I would ask the people above this question, they will probably send you a 
manual if you ask. All good scope companies are very good about warranty and reasonable about repair if there is something wrong. Try the email address first explain the problem and give them all the info on the scope model.
web site is www.leapers.com
good luck


----------



## tasplin (Jun 22, 2004)

Thanks. I have a manual but there's no troubleshooting guide and it appears to have been written in China where the scope was manufactured. LOL the English is that bad!


----------



## huntin1 (Nov 14, 2003)

The only solution that I know of is to remove the Leper (pun intended) from your rifle and throw it as far away as you can. Seriously, I should not talk like this, I have had no experience with Leapers scopes. Over the years I have had a number of cheap Tasco, Simmons and low end Bushnell scopes, most of them are a little better than open sights but not much.
From what you describe it would seem that the erector is not responding to the adjustment that you make with the turret, or is it that the turrets will not turn at all? You could try to return it to Leapers and see if they will fix it, it may cost you more than the scope is worth though. I would recommend getting a decent scope. Regardless of what alot of people will tell you, the amount you pay for a scope directly relates to how well it will perform in both clarity and repeatability.

:beer:

huntin1


----------



## tasplin (Jun 22, 2004)

Like I said ... I'd never owned a Leper before but it came with the rifle. As cheap as it is I can put together sub 1" shot groups at 100 yards - they're just 10" to the left and 1.5" low!

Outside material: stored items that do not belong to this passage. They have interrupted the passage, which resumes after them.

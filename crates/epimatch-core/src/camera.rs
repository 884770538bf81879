use nalgebra::{Matrix3, Point2, RealField};
use serde::{Deserialize, Serialize};

use crate::{Iso3, Mat3, Pt2, Pt3, Real};

/// Intrinsics that map normalized image-plane coordinates to pixel coordinates.
pub trait IntrinsicsModel<S: RealField + Copy> {
    /// Convert normalized coordinates (z = 1 plane) into pixel coordinates.
    fn normalized_to_pixel(&self, n: &Point2<S>) -> Point2<S>;
}

/// Standard pinhole intrinsics with optional skew.
#[derive(Clone, Copy, Debug, PartialEq, Serialize, Deserialize)]
pub struct FxFyCxCySkew<S: RealField + Copy> {
    /// Focal length in pixels along X.
    pub fx: S,
    /// Focal length in pixels along Y.
    pub fy: S,
    /// Principal point X coordinate in pixels.
    pub cx: S,
    /// Principal point Y coordinate in pixels.
    pub cy: S,
    /// Skew term (typically 0).
    pub skew: S,
}

impl<S: RealField + Copy> FxFyCxCySkew<S> {
    /// Return the 3x3 camera intrinsics matrix K.
    pub fn k_matrix(&self) -> Matrix3<S> {
        Matrix3::new(
            self.fx,
            self.skew,
            self.cx,
            S::zero(),
            self.fy,
            self.cy,
            S::zero(),
            S::zero(),
            S::one(),
        )
    }
}

impl<S: RealField + Copy> IntrinsicsModel<S> for FxFyCxCySkew<S> {
    fn normalized_to_pixel(&self, n: &Point2<S>) -> Point2<S> {
        let u = self.fx * n.x + self.skew * n.y + self.cx;
        let v = self.fy * n.y + self.cy;
        Point2::new(u, v)
    }
}

/// Capability of a calibrated, posed camera: enough to derive epipolar
/// geometry against another camera of the same kind.
///
/// `camera_se3_world` maps world points into the camera frame
/// (`p_c = camera_se3_world * p_w`).
pub trait PosedCamera {
    /// Pinhole calibration matrix K (pixels).
    fn intrinsics_matrix(&self) -> Mat3;

    /// World -> camera rigid transform.
    fn camera_se3_world(&self) -> Iso3;

    /// Camera center in world coordinates.
    fn center(&self) -> Pt3 {
        self.camera_se3_world().inverse_transform_point(&Pt3::origin())
    }
}

/// Distortion-free pinhole camera with a world pose.
#[derive(Clone, Debug, PartialEq, Serialize, Deserialize)]
pub struct PinholeCamera {
    /// Intrinsics (K).
    pub k: FxFyCxCySkew<Real>,
    /// World -> camera transform.
    pub camera_se3_world: Iso3,
}

impl PinholeCamera {
    pub fn new(k: FxFyCxCySkew<Real>, camera_se3_world: Iso3) -> Self {
        Self {
            k,
            camera_se3_world,
        }
    }

    /// Project a world point into pixel coordinates.
    ///
    /// Returns `None` if the point is on or behind the image plane.
    pub fn project_world_point(&self, p_w: &Pt3) -> Option<Pt2> {
        let p_c = self.camera_se3_world.transform_point(p_w);
        if p_c.z <= 0.0 {
            return None;
        }
        Some(self.k.normalized_to_pixel(&Pt2::new(p_c.x / p_c.z, p_c.y / p_c.z)))
    }
}

impl PosedCamera for PinholeCamera {
    fn intrinsics_matrix(&self) -> Mat3 {
        self.k.k_matrix()
    }

    fn camera_se3_world(&self) -> Iso3 {
        self.camera_se3_world
    }
}

#[cfg(test)]
mod tests {
    use super::*;
    use crate::Vec3;
    use nalgebra::{Translation3, UnitQuaternion};

    fn intrinsics() -> FxFyCxCySkew<Real> {
        FxFyCxCySkew {
            fx: 800.0,
            fy: 780.0,
            cx: 640.0,
            cy: 360.0,
            skew: 0.5,
        }
    }

    #[test]
    fn k_matrix_agrees_with_model() {
        let k = intrinsics();
        let n = Pt2::new(0.12, -0.3);
        let h = k.k_matrix() * Vec3::new(n.x, n.y, 1.0);
        let via_matrix = Pt2::new(h.x / h.z, h.y / h.z);
        assert!((via_matrix - k.normalized_to_pixel(&n)).norm() < 1e-10);
    }

    #[test]
    fn center_is_inverse_translation() {
        let rot = UnitQuaternion::from_euler_angles(0.1, -0.2, 0.05);
        let center = Pt3::new(0.4, -0.1, 1.5);
        let camera_se3_world =
            Iso3::from_parts(Translation3::from(-(rot * center.coords)), rot);
        let cam = PinholeCamera::new(intrinsics(), camera_se3_world);
        assert!((cam.center() - center).norm() < 1e-12);
    }

    #[test]
    fn points_behind_camera_are_not_projected() {
        let cam = PinholeCamera::new(intrinsics(), Iso3::identity());
        assert!(cam.project_world_point(&Pt3::new(0.0, 0.0, -1.0)).is_none());
        assert!(cam.project_world_point(&Pt3::new(0.0, 0.0, 1.0)).is_some());
    }

    #[test]
    fn camera_serde_roundtrip() -> anyhow::Result<()> {
        let cam = PinholeCamera::new(intrinsics(), Iso3::identity());
        let json = serde_json::to_string(&cam)?;
        let restored: PinholeCamera = serde_json::from_str(&json)?;
        assert_eq!(restored, cam);
        Ok(())
    }
}
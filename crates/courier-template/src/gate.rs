/*
 * gate.rs
 * Copyright (c) 2025 Posit, PBC
 */

//! The send-gate decision.
//!
//! A pure decision function with no side effects: the actual dispatch
//! (email/WhatsApp network call) is an external collaborator. Missing
//! variables take precedence over warnings.

use serde::Serialize;

use crate::validate::ValidationResult;

/// Eligibility of a rendered template for outbound dispatch.
#[derive(Debug, Clone, Copy, PartialEq, Eq, Serialize)]
#[serde(rename_all = "kebab-case")]
pub enum SendDecision {
    /// Hard block: required variables are absent.
    Blocked,

    /// Dispatch is allowed but the operator should review the warnings
    /// and may override.
    SendWithWarnings,

    /// Clean: dispatch is allowed.
    Send,
}

impl SendDecision {
    /// Whether dispatch is permitted at all (with or without warnings).
    pub fn allows_send(&self) -> bool {
        !matches!(self, SendDecision::Blocked)
    }
}

/// Decide dispatch eligibility from a validation report.
pub fn decide_send(result: &ValidationResult) -> SendDecision {
    if !result.missing_variables.is_empty() || result.error_message.is_some() {
        SendDecision::Blocked
    } else if !result.warnings.is_empty() {
        SendDecision::SendWithWarnings
    } else {
        SendDecision::Send
    }
}
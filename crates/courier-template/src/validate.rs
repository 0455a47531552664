/*
 * validate.rs
 * Copyright (c) 2025 Posit, PBC
 */

//! Schema-level template validation.
//!
//! Validation answers a different question than rendering: not "do we have
//! a value for this placeholder right now" but "is this placeholder ever
//! legal in this context". A template can validate cleanly at the schema
//! level and still render with visible `[bracket]` markers when the data
//! objects did not populate a context-legal variable; those show up here as
//! warnings, not as missing variables.

use serde::Serialize;

use crate::context::RenderOptions;
use crate::engine::{TemplateEngine, token};
use crate::error::{MAX_TEMPLATE_LEN, TemplateError, TemplateResult};
use crate::render::referenced_tokens;
use crate::schema;

/// The structured validation report consumed by send-confirmation UIs.
#[derive(Debug, Clone, Default, PartialEq, Serialize)]
#[serde(rename_all = "camelCase")]
pub struct ValidationResult {
    /// True iff every referenced placeholder resolved for this call:
    /// no schema mismatches and no unrealized data.
    pub is_valid: bool,

    /// True iff the send gate allows dispatch. Warnings alone do not
    /// block, so a result can be invalid-but-sendable.
    pub can_send: bool,

    /// Placeholders referenced by the template that the context does not
    /// support at all. These hard-block sending.
    pub missing_variables: Vec<String>,

    /// Advisory messages for context-legal placeholders that no supplied
    /// data realized; they will render as `[bracket]` markers.
    pub warnings: Vec<String>,

    /// The realized variable table, for UI display.
    pub available_variables: crate::engine::VariableTable,

    /// Set when validation itself failed, not when the template is
    /// defective.
    pub error_message: Option<String>,
}

impl TemplateEngine {
    /// Validate a template against a context and its supplied data.
    ///
    /// Never returns an error: an internal failure surfaces through
    /// [`ValidationResult::error_message`] with sending blocked.
    pub fn validate(&self, template: &str, options: &RenderOptions) -> ValidationResult {
        match self.try_validate(template, options) {
            Ok(result) => result,
            Err(error) => {
                tracing::warn!(%error, "validation failed");
                ValidationResult {
                    is_valid: false,
                    can_send: false,
                    error_message: Some(error.to_string()),
                    ..Default::default()
                }
            }
        }
    }

    fn try_validate(
        &self,
        template: &str,
        options: &RenderOptions,
    ) -> TemplateResult<ValidationResult> {
        if template.len() > MAX_TEMPLATE_LEN {
            return Err(TemplateError::TemplateTooLarge {
                len: template.len(),
                max: MAX_TEMPLATE_LEN,
            });
        }

        let table = self.variable_table(options)?;
        let context_schema = schema::context_schema(options.context());

        let mut missing_variables = Vec::new();
        let mut warnings = Vec::new();

        for name in referenced_tokens(template) {
            if table.contains_key(&token(&name)) {
                continue;
            }
            if context_schema.contains(name.as_str()) {
                warnings.push(format!(
                    "'{name}' is supported in the {} context but no data was supplied; \
                     it will render as [{name}]",
                    options.context()
                ));
            } else {
                missing_variables.push(name);
            }
        }

        let is_valid = missing_variables.is_empty() && warnings.is_empty();
        let can_send = missing_variables.is_empty();

        Ok(ValidationResult {
            is_valid,
            can_send,
            missing_variables,
            warnings,
            available_variables: table,
            error_message: None,
        })
    }
}
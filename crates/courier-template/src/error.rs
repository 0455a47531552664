/*
 * error.rs
 * Copyright (c) 2025 Posit, PBC
 */

//! Error types for template operations.
//!
//! Data absence is never an error in this engine: unresolved fields fall
//! back to defaults and unresolved placeholders become visible bracket
//! markers. The variants here cover the catastrophic-input path only, and
//! the render entry point converts even these into a fail-safe return of
//! the original template (see [`crate::engine::TemplateEngine::render`]).

use thiserror::Error;

/// Maximum accepted template length in bytes.
pub const MAX_TEMPLATE_LEN: usize = 1 << 20;

/// Errors that can occur during template operations.
#[derive(Debug, Error)]
pub enum TemplateError {
    /// A mapping context tag that is not one of the known contexts.
    #[error("Unknown mapping context: {tag}")]
    UnknownContext { tag: String },

    /// Template exceeds the accepted size limit.
    #[error("Template too large: {len} bytes (max {max})")]
    TemplateTooLarge { len: usize, max: usize },

    /// A custom variable key that cannot form a `{{key}}` placeholder.
    #[error("Invalid custom variable key: {key:?}")]
    InvalidCustomKey { key: String },
}

/// Result type for template operations.
pub type TemplateResult<T> = Result<T, TemplateError>;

If I can salvage the scope I will. If not, I'll probably go for something in the same price range. After all it's only for targets (not competition) and prairie dogs.


----------



## huntin1 (Nov 14, 2003)

Hey, if it works for you, that is all that counts. I couldn't stand being 10" left and 1.5" low even if the groups were one hole, but then thats just me. I am very anal about point of aim and point of impact being in the same place. When it comes to glass, I'm a firm believer in getting more than what you need at the moment because as you get more into your rig you may find that the less expensive scope is not doing what you want it to, then you end up spending more money getting what you could have gotten in the first place. Been there, done that. Just trying to save you a few $$ in the long run.

:beer:

huntin1


----------



## james s melson (Aug 19, 2003)

junk the scope, it doesn't belong on that fine rifle to begin with. To get it fixed for free wouldn't be worth the shipping cost. (opinion)


----------



## Whelen35 (Mar 9, 2004)

You could try some scope rings that were adjustable for windage, and while you wre at it, shim the rear ring higher to get the elevation you need.


----------



## Whelen35 (Mar 9, 2004)

You could try some scope rings that were adjustable for windage, and while you wre at it, shim the rear ring higher to get the elevation you need.


----------



## tasplin (Jun 22, 2004)

Thanks for all the help and opinions. I know you can never have too much rifle or too much scope ... it's sort of like a Harley - you're never more than $1000 away from the perfect bike. However, for right now, if Leapers will fix it for free the postage is a lot cheaper than a new scope!


----------